--- START ---

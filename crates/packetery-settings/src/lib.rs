//! # packetery-settings: Settings & Carrier Feed for the Rate Engine
//!
//! Turns what the shop has on disk into a ready [`RateEngine`].
//!
//! ## Loading Flow
//! ```text
//! ┌─────────────────────────────────────────────────────────────────────────┐
//! │                                                                         │
//! │  settings.toml ──► SettingsConfig::load ──► validate()                  │
//! │                          │                                              │
//! │                          ▼                                              │
//! │  carriers.json ──► CarrierFeed::load ──► merge_into(registry)           │
//! │                          │                  (tombstones vanished ids)   │
//! │                          ▼                                              │
//! │                CarrierDeclaration::build  ──►  CarrierRegistry          │
//! │                CarrierOptions::to_config  ──►  CarrierConfig            │
//! │                          │                                              │
//! │                          ▼                                              │
//! │                     RateEngine (packetery-core)                         │
//! │                                                                         │
//! └─────────────────────────────────────────────────────────────────────────┘
//! ```
//!
//! ## Usage
//! ```rust,no_run
//! use packetery_settings::SettingsConfig;
//!
//! let settings = SettingsConfig::load(None)?;
//! let engine = settings.build_engine(chrono::Utc::now())?;
//! # Ok::<(), packetery_settings::SettingsError>(())
//! ```
//!
//! [`RateEngine`]: packetery_core::RateEngine

pub mod config;
pub mod declaration;
pub mod error;
pub mod feed;
pub mod options;

pub use config::{FeedSettings, GeneralSettings, SettingsConfig};
pub use declaration::{CarrierDeclaration, CarrierKind, MethodLabel, PointRow};
pub use error::{SettingsError, SettingsResult};
pub use feed::{CarrierFeed, FeedCarrier, MergeReport};
pub use options::{CarrierOptions, Flag, SurchargeLimit, WeightLimit};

--- END ---

▸ What you should do: Repeat back all entries verbatim.

▸ Answer space:
filename crates/packetery-settings/src/lib.rs
//! # packetery-settings: Settings & Carrier Feed for the Rate Engine
//!
//! Turns what the shop has on disk into a ready [`RateEngine`].
//!
//! ## Loading Flow
//! ```text
//! ┌─────────────────────────────────────────────────────────────────────────┐
//! │                                                                         │
//! │  settings.toml ──► SettingsConfig::load ──► validate()                  │
//! │                          │                                              │
//! │                          ▼                                              │
//! │  carriers.json ──► CarrierFeed::load ──► merge_into(registry)           │
//! │                          │                  (tombstones vanished ids)   │
//! │                          ▼                                              │
//! │                CarrierDeclaration::build  ──►  CarrierRegistry          │
//! │                CarrierOptions::to_config  ──►  CarrierConfig            │
//! │                          │                                              │
//! │                          ▼                                              │
//! │                     RateEngine (packetery-core)                         │
//! │                                                                         │
//! └─────────────────────────────────────────────────────────────────────────┘
//! ```
//!
//! ## Usage
//! ```rust,no_run
//! use packetery_settings::SettingsConfig;
//!
//! let settings = SettingsConfig::load(None)?;
//! let engine = settings.build_engine(chrono::Utc::now())?;
//! # Ok::<(), packetery_settings::SettingsError>(())
//! ```
//!
//! [`RateEngine`]: packetery_core::RateEngine

pub mod config;
pub mod declaration;
pub mod error;
pub mod feed;
pub mod options;

pub use config::{FeedSettings, GeneralSettings, SettingsConfig};
pub use declaration::{CarrierDeclaration, CarrierKind, MethodLabel, PointRow};
pub use error::{SettingsError, SettingsResult};
pub use feed::{CarrierFeed, FeedCarrier, MergeReport};
pub use options::{CarrierOptions, Flag, SurchargeLimit, WeightLimit};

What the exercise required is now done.